Elle les mena dans une ruelle.
« Rangez-vous. Remplissez vos coordonnées — le plus précis possible. Comme vous êtes morts après moi, retrouver vos descendants ne devrait pas prendre longtemps. Si vous les sentez à proximité, dites-le-moi, et je vous y emmènerai. »
Petite Wei n'était pas chaude pour laisser les fantômes errer seuls. Dans leur état affaibli, un seul esprit malveillant pouvait les détruire.
« Merci, Mademoiselle. » Les fantômes essuyèrent des larmes de gratitude.
Ils savaient que Petite Wei n'avait aucune obligation de les aider.
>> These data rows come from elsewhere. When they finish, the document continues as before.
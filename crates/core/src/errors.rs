use thiserror::Error;

use crate::{catalog::CatalogError, config::ConfigError};

/// Violations detected while scoring or ordering products. These never leave
/// the search engine; they select its degraded result instead.
#[derive(Clone, Debug, Error, PartialEq, Eq)]
pub enum DomainError {
    #[error("product `{product_id}` has a non-finite rating")]
    NonFiniteRating { product_id: String },
}

#[derive(Debug, Error)]
pub enum ApplicationError {
    #[error(transparent)]
    Catalog(#[from] CatalogError),
    #[error(transparent)]
    Configuration(#[from] ConfigError),
}

impl ApplicationError {
    pub fn error_class(&self) -> &'static str {
        match self {
            Self::Configuration(_) => "config_validation",
            Self::Catalog(_) => "catalog_load",
        }
    }

    pub fn exit_code(&self) -> u8 {
        match self {
            Self::Configuration(_) => 2,
            Self::Catalog(_) => 3,
        }
    }
}
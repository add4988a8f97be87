use anyhow::Result;
use katalog_agent::{ResponseRenderer, TemplateRenderer};
use katalog_core::config::LoadOptions;
use katalog_core::{interpret, Product, QueryIntent, SearchResult, SearchStage};
use serde::Serialize;

use crate::commands::{open_session, payload_fields, resolve_limit, CommandResult};

#[derive(Debug, Serialize)]
struct AskPayload<'a> {
    question: &'a str,
    intent: &'a QueryIntent,
    limit: usize,
    stage: SearchStage,
    products: &'a [Product],
    answer: String,
}

pub fn run(options: &LoadOptions, question: &str, limit: Option<i64>) -> CommandResult {
    let session = match open_session(options) {
        Ok(session) => session,
        Err(error) => return CommandResult::from_error("ask", &error),
    };

    let limit = resolve_limit(limit, session.config.search.smart_limit);
    let intent = interpret(question);
    let result = session.engine.ask(question, limit);

    let answer = match render_answer(question, &result) {
        Ok(answer) => answer,
        Err(error) => {
            return CommandResult::failure(
                "ask",
                "render",
                format!("failed to render answer: {error:#}"),
                5,
            );
        }
    };

    let fields = payload_fields(&AskPayload {
        question,
        intent: &intent,
        limit,
        stage: result.stage,
        products: &result.products,
        answer,
    });
    CommandResult::success_with("ask", result.message, fields)
}

fn render_answer(question: &str, result: &SearchResult) -> Result<String> {
    let renderer = TemplateRenderer::new()?;
    let runtime = tokio::runtime::Builder::new_current_thread().enable_all().build()?;
    runtime.block_on(renderer.render(question, &result.products, &result.message))
}
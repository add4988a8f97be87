//! Relevance scoring for keyword and budget searches

use crate::domain::product::Product;
use crate::errors::DomainError;

/// Multiplier applied to `specifications.rating` for every scored product.
pub const RATING_WEIGHT: f64 = 2.0;

/// Largest price-closeness bonus, earned by a free product under a budget.
pub const BUDGET_BONUS: f64 = 5.0;

/// Product fields a keyword is matched against, in scoring-table order.
#[derive(Clone, Copy, Debug, PartialEq, Eq, Hash)]
pub enum SearchableField {
    Name,
    Brand,
    Category,
    Description,
    Specifications,
}

impl SearchableField {
    pub const ALL: [Self; 5] =
        [Self::Name, Self::Brand, Self::Category, Self::Description, Self::Specifications];

    pub fn weight(self) -> f64 {
        match self {
            Self::Name => 10.0,
            Self::Brand => 8.0,
            Self::Category => 6.0,
            Self::Description => 4.0,
            Self::Specifications => 2.0,
        }
    }

    /// Case-insensitive substring match. `needle` must already be lowercase.
    pub fn matches(self, product: &Product, needle: &str) -> bool {
        let contains = |haystack: &str| haystack.to_lowercase().contains(needle);
        match self {
            Self::Name => contains(&product.name),
            Self::Brand => contains(&product.brand),
            Self::Category => contains(&product.category),
            Self::Description => contains(&product.description),
            Self::Specifications => {
                product.specifications.searchable_values().any(|value| contains(&value))
            }
        }
    }
}

/// True when `needle` (lowercase) appears in any searchable field.
pub fn keyword_matches(product: &Product, needle: &str) -> bool {
    SearchableField::ALL.iter().any(|field| field.matches(product, needle))
}

/// Score components for one product. Higher totals sort first.
#[derive(Clone, Copy, Debug, Default, PartialEq)]
pub struct RelevanceScore {
    pub keyword: f64,
    pub rating: f64,
    pub budget: f64,
}

impl RelevanceScore {
    pub fn total(&self) -> f64 {
        self.keyword + self.rating + self.budget
    }
}

pub fn relevance_score(
    product: &Product,
    needle: Option<&str>,
    max_price: Option<u64>,
) -> Result<RelevanceScore, DomainError> {
    let rating = checked_rating(product)?;

    let keyword = needle
        .map(|needle| {
            SearchableField::ALL
                .iter()
                .filter(|field| field.matches(product, needle))
                .map(|field| field.weight())
                .sum()
        })
        .unwrap_or(0.0);

    Ok(RelevanceScore {
        keyword,
        rating: rating * RATING_WEIGHT,
        budget: budget_bonus(product.price, max_price),
    })
}

/// `(max - price) / max * BUDGET_BONUS` for products within budget.
pub fn budget_bonus(price: u64, max_price: Option<u64>) -> f64 {
    match max_price {
        Some(max) if max > 0 && price <= max => (max - price) as f64 / max as f64 * BUDGET_BONUS,
        _ => 0.0,
    }
}

pub fn checked_rating(product: &Product) -> Result<f64, DomainError> {
    let rating = product.rating();
    if rating.is_finite() {
        Ok(rating)
    } else {
        Err(DomainError::NonFiniteRating { product_id: product.id.0.clone() })
    }
}

/// Scores and orders `products` by descending total. The sort is stable, so
/// equal scores keep catalog order.
pub fn rank_by_relevance<'a>(
    products: impl IntoIterator<Item = &'a Product>,
    needle: Option<&str>,
    max_price: Option<u64>,
) -> Result<Vec<&'a Product>, DomainError> {
    let mut scored = products
        .into_iter()
        .map(|product| relevance_score(product, needle, max_price).map(|score| (score, product)))
        .collect::<Result<Vec<_>, _>>()?;

    scored.sort_by(|(left, _), (right, _)| right.total().total_cmp(&left.total()));
    Ok(scored.into_iter().map(|(_, product)| product).collect())
}
//! Ranked search engine implementation

use tracing::{debug, warn};

use crate::catalog::Catalog;
use crate::domain::product::Product;
use crate::errors::DomainError;

use super::scoring::{keyword_matches, rank_by_relevance};
use super::stages::{SearchStage, StageOutcome};
use super::types::{SearchCriteria, SearchMessage, SearchResult};

/// Searches a read-only catalog snapshot. Every operation is synchronous and
/// never fails: internal errors degrade to an empty or popularity result.
#[derive(Clone, Debug, Default)]
pub struct SearchEngine {
    catalog: Catalog,
}

impl SearchEngine {
    pub fn new(catalog: Catalog) -> Self {
        Self { catalog }
    }

    pub fn catalog(&self) -> &Catalog {
        &self.catalog
    }

    /// Keyword search over every searchable field, best matches first.
    /// A blank keyword matches the whole catalog.
    pub fn search(&self, keyword: &str, limit: usize) -> Vec<Product> {
        match self.rank_keyword(keyword) {
            Ok(ranked) => {
                let products: Vec<Product> = ranked.into_iter().take(limit).cloned().collect();
                debug!(
                    event_name = "search.simple.completed",
                    keyword,
                    limit,
                    result_count = products.len(),
                    "keyword search completed"
                );
                products
            }
            Err(error) => {
                warn!(
                    event_name = "search.simple.degraded",
                    keyword,
                    error = %error,
                    "keyword search failed, returning no products"
                );
                Vec::new()
            }
        }
    }

    fn rank_keyword(&self, keyword: &str) -> Result<Vec<&Product>, DomainError> {
        let needle = keyword.trim().to_lowercase();
        if needle.is_empty() {
            return rank_by_relevance(self.catalog.products(), None, None);
        }

        let matching =
            self.catalog.products().iter().filter(|product| keyword_matches(product, &needle));
        rank_by_relevance(matching, Some(&needle), None)
    }

    /// Runs the fallback cascade; the first stage with products wins.
    pub fn smart_search(&self, criteria: &SearchCriteria, limit: usize) -> SearchResult {
        for stage in SearchStage::CASCADE {
            if !stage.applies(criteria) {
                continue;
            }

            match stage.run(self.catalog.products(), criteria) {
                Ok(Some(outcome)) => return finish(stage, outcome, limit),
                Ok(None) => {
                    debug!(event_name = "search.smart.stage_empty", stage = ?stage, "stage empty");
                }
                Err(error) => {
                    warn!(
                        event_name = "search.smart.degraded",
                        stage = ?stage,
                        error = %error,
                        "smart search stage failed, falling back to popularity"
                    );
                    break;
                }
            }
        }

        self.most_popular(limit)
    }

    /// Interprets a free-text question and runs the cascade on the result.
    pub fn ask(&self, question: &str, limit: usize) -> SearchResult {
        let criteria = SearchCriteria::from_question(question);
        debug!(
            event_name = "search.ask.interpreted",
            category = criteria.category.as_deref().unwrap_or("-"),
            max_price = criteria.max_price.unwrap_or_default(),
            keyword_used = criteria.keyword.is_some(),
            "question interpreted"
        );
        self.smart_search(&criteria, limit)
    }

    fn most_popular(&self, limit: usize) -> SearchResult {
        match SearchStage::Popularity.run(self.catalog.products(), &SearchCriteria::default()) {
            Ok(Some(outcome)) => finish(SearchStage::Popularity, outcome, limit),
            Ok(None) | Err(_) => SearchResult {
                products: Vec::new(),
                message: SearchMessage::MostPopular.to_string(),
                stage: SearchStage::Popularity,
            },
        }
    }
}

fn finish(stage: SearchStage, outcome: StageOutcome<'_>, limit: usize) -> SearchResult {
    let products: Vec<Product> = outcome.products.into_iter().take(limit).cloned().collect();
    debug!(
        event_name = "search.smart.stage_selected",
        stage = ?stage,
        limit,
        result_count = products.len(),
        "smart search resolved"
    );

    SearchResult { products, message: outcome.message.to_string(), stage }
}

#[cfg(test)]
mod tests {
    use std::collections::HashSet;

    use crate::catalog::{Catalog, SampleCatalog};
    use crate::domain::product::Product;
    use crate::search::{SearchCriteria, SearchEngine, SearchStage};

    const BEST_OVERALL: &str = "Berikut produk terbaik berdasarkan rating:";
    const CRITERIA_MATCH: &str = "Berikut produk yang sesuai dengan kriteria Anda.";
    const CHEAPEST_IN_CATEGORY: &str =
        "Tidak ada produk di bawah budget, berikut produk termurah di kategori tersebut.";
    const WITHIN_BUDGET: &str =
        "Tidak ada produk di kategori tersebut, berikut produk lain yang sesuai budget Anda.";
    const MOST_POPULAR: &str =
        "Tidak ada produk yang sesuai, berikut rekomendasi produk terpopuler.";

    fn sample_engine() -> SearchEngine {
        SearchEngine::new(SampleCatalog::catalog())
    }

    fn ids(products: &[Product]) -> Vec<&str> {
        products.iter().map(|product| product.id.as_str()).collect()
    }

    #[test]
    fn keyword_search_ranks_field_matches() {
        let engine = sample_engine();

        let products = engine.search("Samsung", 10);

        assert_eq!(ids(&products), vec!["P001", "P008"]);
    }

    #[test]
    fn blank_keyword_matches_everything_by_rating() {
        let engine = sample_engine();

        let products = engine.search("  ", 3);

        assert_eq!(ids(&products), vec!["P002", "P004", "P001"]);
    }

    #[test]
    fn keyword_search_respects_limit_and_catalog_order_on_ties() {
        let engine = sample_engine();

        assert_eq!(ids(&engine.search("apple", 1)), vec!["P002"]);
        assert!(engine.search("apple", 0).is_empty());
        assert!(engine.search("kulkas", 10).is_empty());
    }

    #[test]
    fn best_intent_without_category_returns_top_rated() {
        let engine = sample_engine();

        let result = engine.smart_search(&SearchCriteria::new().with_keyword("terbaik"), 3);

        assert_eq!(ids(&result.products), vec!["P002", "P004", "P001"]);
        assert_eq!(result.message, BEST_OVERALL);
        assert_eq!(result.stage, SearchStage::BestRated);
    }

    #[test]
    fn best_intent_with_category_stays_in_category() {
        let engine = sample_engine();
        let criteria = SearchCriteria::new().with_keyword("laptop terbaik").with_category("Laptop");

        let result = engine.smart_search(&criteria, 5);

        assert_eq!(ids(&result.products), vec!["P004", "P005", "P006"]);
        assert_eq!(result.message, "Berikut Laptop terbaik berdasarkan rating:");
    }

    #[test]
    fn best_intent_with_unknown_category_is_terminal() {
        let engine = sample_engine();
        let criteria = SearchCriteria::new()
            .with_keyword("drone bagus")
            .with_category("drone")
            .with_max_price(1_000);

        let result = engine.smart_search(&criteria, 2);

        assert_eq!(ids(&result.products), vec!["P002", "P004"]);
        assert_eq!(
            result.message,
            "Tidak ada produk kategori drone, berikut produk terbaik secara umum:"
        );
        assert_eq!(result.stage, SearchStage::BestRated);
    }

    #[test]
    fn best_results_are_sorted_by_descending_rating() {
        let engine = sample_engine();

        let result = engine.smart_search(&SearchCriteria::new().with_keyword("best"), 8);

        assert_eq!(result.products.len(), 8);
        assert!(result.products.windows(2).all(|pair| pair[0].rating() >= pair[1].rating()));
    }

    #[test]
    fn combined_criteria_match_wins_before_fallbacks() {
        let catalog = Catalog::new(vec![
            Product::new("S1", "Galaxy A25", "Smartphone", 3_000_000).with_rating(4.5),
            Product::new("L1", "IdeaPad 1", "Laptop", 8_000_000).with_rating(4.1),
            Product::new("S2", "Redmi Note 13", "Smartphone", 2_500_000).with_rating(4.4),
            Product::new("S3", "Galaxy S24", "Smartphone", 13_000_000).with_rating(4.8),
        ]);
        let engine = SearchEngine::new(catalog);
        let criteria = SearchCriteria::new().with_category("Smartphone").with_max_price(3_000_000);

        let result = engine.smart_search(&criteria, 5);

        let found: HashSet<&str> = ids(&result.products).into_iter().collect();
        assert_eq!(found, HashSet::from(["S1", "S2"]));
        assert_eq!(result.message, CRITERIA_MATCH);
        assert_eq!(result.stage, SearchStage::CombinedCriteria);
    }

    #[test]
    fn combined_criteria_orders_by_relevance() {
        let engine = sample_engine();
        let criteria = SearchCriteria::new().with_keyword("samsung").with_max_price(15_000_000);

        let result = engine.smart_search(&criteria, 5);

        assert_eq!(ids(&result.products), vec!["P001", "P008"]);
        assert_eq!(result.message, CRITERIA_MATCH);
    }

    #[test]
    fn budget_bonus_breaks_keyword_and_rating_ties() {
        let catalog = Catalog::new(vec![
            Product::new("B1", "Galaxy Buds Pro", "Audio", 2_500_000).with_rating(4.5),
            Product::new("B2", "Galaxy Buds Live", "Audio", 1_000_000).with_rating(4.5),
        ]);
        let engine = SearchEngine::new(catalog);
        let keyword_only = SearchCriteria::new().with_keyword("galaxy buds");

        let unbounded = engine.smart_search(&keyword_only, 5);
        let budgeted = engine.smart_search(&keyword_only.clone().with_max_price(3_000_000), 5);

        assert_eq!(ids(&unbounded.products), vec!["B1", "B2"]);
        assert_eq!(ids(&budgeted.products), vec!["B2", "B1"]);
        assert_eq!(budgeted.stage, SearchStage::CombinedCriteria);
    }

    #[test]
    fn category_fallback_lists_cheapest_first() {
        let engine = sample_engine();
        let criteria = SearchCriteria::new()
            .with_keyword("very expensive")
            .with_category("Smartphone")
            .with_max_price(1_000_000);

        let result = engine.smart_search(&criteria, 5);

        assert_eq!(ids(&result.products), vec!["P003", "P001", "P002"]);
        assert_eq!(result.message, CHEAPEST_IN_CATEGORY);
        assert_eq!(result.stage, SearchStage::CategoryFallback);
    }

    #[test]
    fn budget_fallback_runs_when_category_is_empty() {
        let engine = sample_engine();
        let criteria = SearchCriteria::new().with_category("Drone").with_max_price(6_000_000);

        let result = engine.smart_search(&criteria, 5);

        assert_eq!(ids(&result.products), vec!["P003", "P007"]);
        assert_eq!(result.message, WITHIN_BUDGET);
        assert_eq!(result.stage, SearchStage::BudgetFallback);
    }

    #[test]
    fn nothing_matching_falls_back_to_popularity() {
        let engine = sample_engine();
        let criteria =
            SearchCriteria::new().with_keyword("xyz").with_category("abc").with_max_price(10_000);

        let result = engine.smart_search(&criteria, 3);

        assert_eq!(ids(&result.products), vec!["P003", "P001", "P002"]);
        assert_eq!(result.message, MOST_POPULAR);
        assert_eq!(result.stage, SearchStage::Popularity);
    }

    #[test]
    fn unmatched_keyword_without_filters_skips_to_popularity() {
        let engine = sample_engine();

        let result = engine.smart_search(&SearchCriteria::new().with_keyword("kulkas"), 2);

        assert_eq!(ids(&result.products), vec!["P003", "P001"]);
        assert_eq!(result.stage, SearchStage::Popularity);
    }

    #[test]
    fn empty_catalog_still_reports_a_message() {
        let engine = SearchEngine::new(Catalog::default());

        let result = engine.smart_search(&SearchCriteria::new().with_keyword("hp"), 5);

        assert!(result.products.is_empty());
        assert_eq!(result.message, MOST_POPULAR);
    }

    #[test]
    fn zero_limit_is_always_empty() {
        let engine = sample_engine();
        let queries = [
            SearchCriteria::new().with_keyword("terbaik"),
            SearchCriteria::new().with_category("Laptop"),
            SearchCriteria::new().with_category("Smartphone").with_max_price(1),
            SearchCriteria::new().with_max_price(5_000_000).with_category("Drone"),
            SearchCriteria::new().with_keyword("xyz"),
        ];

        for criteria in queries {
            let result = engine.smart_search(&criteria, 0);
            assert!(result.products.is_empty(), "{criteria:?} should return nothing");
            assert!(!result.message.is_empty());
        }
    }

    #[test]
    fn results_are_catalog_members_and_repeatable() {
        let engine = sample_engine();
        let catalog_ids: HashSet<&str> =
            engine.catalog().products().iter().map(|product| product.id.as_str()).collect();
        let criteria = SearchCriteria::new().with_keyword("laptop").with_max_price(20_000_000);

        let first = engine.smart_search(&criteria, 4);
        let second = engine.smart_search(&criteria, 4);

        assert_eq!(first, second);
        assert!(first.products.len() <= 4);
        assert!(ids(&first.products).iter().all(|id| catalog_ids.contains(id)));
    }

    #[test]
    fn ask_interprets_free_text() {
        let engine = sample_engine();

        let cheap_phone = engine.ask("hp murah", 5);
        assert_eq!(ids(&cheap_phone.products), vec!["P003"]);
        assert_eq!(cheap_phone.message, CRITERIA_MATCH);

        let best_laptop = engine.ask("laptop terbaik", 1);
        assert_eq!(ids(&best_laptop.products), vec!["P004"]);
        assert_eq!(best_laptop.message, "Berikut laptop terbaik berdasarkan rating:");
    }

    #[test]
    fn non_finite_rating_degrades_instead_of_failing() {
        let catalog = Catalog::new(vec![
            Product::new("A", "Alpha", "Audio", 100).with_rating(4.0).with_sold(5),
            Product::new("B", "Beta", "Audio", 200).with_rating(f64::NAN).with_sold(9),
        ]);
        let engine = SearchEngine::new(catalog);

        assert!(engine.search("audio", 5).is_empty());

        let best = engine.smart_search(&SearchCriteria::new().with_keyword("terbaik"), 5);
        assert_eq!(ids(&best.products), vec!["B", "A"]);
        assert_eq!(best.message, MOST_POPULAR);

        let combined = engine.smart_search(&SearchCriteria::new().with_keyword("alpha"), 5);
        assert_eq!(combined.stage, SearchStage::CombinedCriteria);
        assert_eq!(ids(&combined.products), vec!["A"]);
    }

    #[test]
    fn engine_can_be_shared_across_threads() {
        fn assert_send_sync<T: Send + Sync>() {}
        assert_send_sync::<SearchEngine>();
    }
}
//! Typed HTTP client for the attestation service API.

use alloy::primitives::{Address, Bytes, U256};
use reqwest::{Client, Response, StatusCode};
use serde::{Deserialize, Serialize};
use tracing::debug;
use url::Url;

use crate::config::GatewaySettings;

use super::{SignedBurnIntent, decimal_u64};

#[derive(Debug, thiserror::Error)]
pub enum GatewayClientError {
    #[error(transparent)]
    Http(#[from] reqwest::Error),
    #[error("Attestation service error (status {status}): {message}")]
    Api { status: StatusCode, message: String },
}

/// One supported chain as reported by the `info` endpoint.
#[derive(Debug, Clone, PartialEq, Eq, Serialize, Deserialize)]
#[serde(rename_all = "camelCase")]
pub struct ChainInfo {
    pub domain: u32,
    #[serde(with = "decimal_u64")]
    pub chain_id: u64,
    pub name: String,
    pub gateway_wallet: Address,
    pub gateway_minter: Address,
    pub usdc: Address,
}

#[derive(Debug, Clone, PartialEq, Eq, Serialize, Deserialize)]
#[serde(rename_all = "camelCase")]
pub struct InfoResponse {
    pub supported_chains: Vec<ChainInfo>,
}

/// One (depositor, domain) pair a balance is queried for.
#[derive(Debug, Clone, PartialEq, Eq, Serialize, Deserialize)]
#[serde(rename_all = "camelCase")]
pub struct BalanceSource {
    pub depositor: Address,
    pub domain: u32,
}

#[derive(Debug, Clone, Serialize)]
#[serde(rename_all = "camelCase")]
struct BalancesRequest {
    token: String,
    sources: Vec<BalanceSource>,
}

/// Unified balance available on one domain.
#[derive(Debug, Clone, PartialEq, Eq, Serialize, Deserialize)]
#[serde(rename_all = "camelCase")]
pub struct DomainBalance {
    pub domain: u32,
    #[serde(with = "super::decimal_u256")]
    pub balance: U256,
}

#[derive(Debug, Clone, Deserialize)]
#[serde(rename_all = "camelCase")]
struct BalancesResponse {
    balances: Vec<DomainBalance>,
}

#[derive(Debug, Clone, Serialize)]
#[serde(rename_all = "camelCase")]
struct TransferRequest {
    burn_intents: Vec<SignedBurnIntent>,
}

/// Raw response of the `transfer` endpoint.
#[derive(Debug, Clone, PartialEq, Eq, Deserialize)]
#[serde(rename_all = "camelCase")]
pub struct TransferResponse {
    pub success: bool,
    #[serde(default)]
    pub message: Option<String>,
    #[serde(default)]
    pub attestation: Option<Bytes>,
    #[serde(default)]
    pub signature: Option<Bytes>,
}

/// Attestation and companion signature authorizing the destination mint.
#[derive(Debug, Clone, PartialEq, Eq)]
pub struct TransferAcceptance {
    pub attestation: Bytes,
    pub signature: Bytes,
}

impl TransferResponse {
    /// Splits the response into an acceptance or a rejection message.
    ///
    /// A success flag without both the attestation and its signature is
    /// still a rejection; the mint cannot proceed without either.
    pub fn into_acceptance(self) -> Result<TransferAcceptance, String> {
        if !self.success {
            return Err(self
                .message
                .unwrap_or_else(|| "transfer rejected without a message".to_string()));
        }

        match (self.attestation, self.signature) {
            (Some(attestation), Some(signature)) => Ok(TransferAcceptance {
                attestation,
                signature,
            }),
            _ => Err("transfer response is missing the attestation or its signature".to_string()),
        }
    }
}

#[derive(Deserialize)]
struct ErrorBody {
    message: String,
}

/// Thin typed client over the attestation service's three endpoints.
pub struct GatewayClient {
    client: Client,
    base_url: Url,
}

impl GatewayClient {
    pub fn new(base_url: Url) -> Self {
        Self {
            client: Client::new(),
            base_url,
        }
    }

    /// Client pointed at the configured attestation service.
    pub fn from_settings(settings: &GatewaySettings) -> Self {
        Self::new(settings.api_url.clone())
    }

    fn endpoint(&self, path: &str) -> String {
        format!("{}/{path}", self.base_url.as_str().trim_end_matches('/'))
    }

    /// Supported chains with their domains and contract addresses.
    pub async fn info(&self) -> Result<InfoResponse, GatewayClientError> {
        let response = self.client.get(self.endpoint("info")).send().await?;
        let response = Self::check(response).await?;
        Ok(response.json().await?)
    }

    /// Unified balances of `depositor` for `token`.
    ///
    /// Without an explicit source list, one source per chain reported by
    /// [`Self::info`] is queried, which costs a second round trip.
    pub async fn balances(
        &self,
        token: &str,
        depositor: Address,
        sources: Option<Vec<BalanceSource>>,
    ) -> Result<Vec<DomainBalance>, GatewayClientError> {
        let sources = match sources {
            Some(sources) => sources,
            None => self
                .info()
                .await?
                .supported_chains
                .iter()
                .map(|chain| BalanceSource {
                    depositor,
                    domain: chain.domain,
                })
                .collect(),
        };

        debug!(token, source_count = sources.len(), "Querying unified balances");

        let request = BalancesRequest {
            token: token.to_string(),
            sources,
        };
        let response = self
            .client
            .post(self.endpoint("balances"))
            .json(&request)
            .send()
            .await?;
        let response = Self::check(response).await?;
        let parsed: BalancesResponse = response.json().await?;

        Ok(parsed.balances)
    }

    /// Submits signed burn intents for attestation.
    pub async fn transfer(
        &self,
        burn_intents: Vec<SignedBurnIntent>,
    ) -> Result<TransferResponse, GatewayClientError> {
        let request = TransferRequest { burn_intents };
        let response = self
            .client
            .post(self.endpoint("transfer"))
            .json(&request)
            .send()
            .await?;
        let response = Self::check(response).await?;

        Ok(response.json().await?)
    }

    /// Converts a non-2xx response into an error, taking the message from
    /// a JSON `{ message }` body when present and the HTTP status line
    /// otherwise.
    async fn check(response: Response) -> Result<Response, GatewayClientError> {
        if response.status().is_success() {
            return Ok(response);
        }

        let status = response.status();
        let body = response.text().await.unwrap_or_default();
        let message = serde_json::from_str::<ErrorBody>(&body)
            .map(|parsed| parsed.message)
            .unwrap_or_else(|_| status.to_string());

        Err(GatewayClientError::Api { status, message })
    }
}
« De rien. Si on se dépêche, on peut boucler ça en quelques jours. »
C'était un mensonge.
Et le mensonge s'effondra presque immédiatement.
Car c'était loin d'être simple.
« Vous êtes sûre que c'est votre descendant ? » Petite Wei dévisagea l'adolescente à ses côtés.
La fille, une quinzaine d'années, secoua la tête, le regard terne rivé sur l'homme en contrebas.
« Non. C'est mon frère. »
Petite Wei observa l'homme d'une trentaine ou quarantaine d'années. Il frappait quelqu'un — probablement sa fille.
« Dégage ! Je ne veux plus te voir ! »
L'homme cracha par dégoût et claqua la porte.
Petite Wei : « ... »
« Ton frère a un sacré caractère. Comment était-il avec toi ? » Elle se massa les tempes, pressentant les complications.
« Mon frère… » La fille se tut. « Il n'avait que dix-sept ans quand je suis morte. »
Petite Wei se tut à son tour.
Dix-sept ans, c'est trop jeune pour juger. La personnalité de certains ne se fixe pas avant la vingtaine ou la trentaine.
Elle jeta un œil à la fille de l'homme.
« Décide comment tu veux gérer ça, mais fais vite. »
La fille, qui venait de se prendre une gifle, était au bord des larmes.
« C'est juste un stupide Promax ! T'as des économies ! Je te déteste, Papa ! »
Petite Wei : « ... »
Putains de téléphones à la pomme, pourris la vie.
Elle jeta un coup d'œil à son propre téléphone.
Honnêtement, se faire dorloter par une femme riche, c'était bien mieux — même si elle ne cautionnait pas l'idée.
Pas que ça ait de l'importance.
Les fans de Xiancao n'étaient probablement pas du genre à être des sugar babies de toute façon.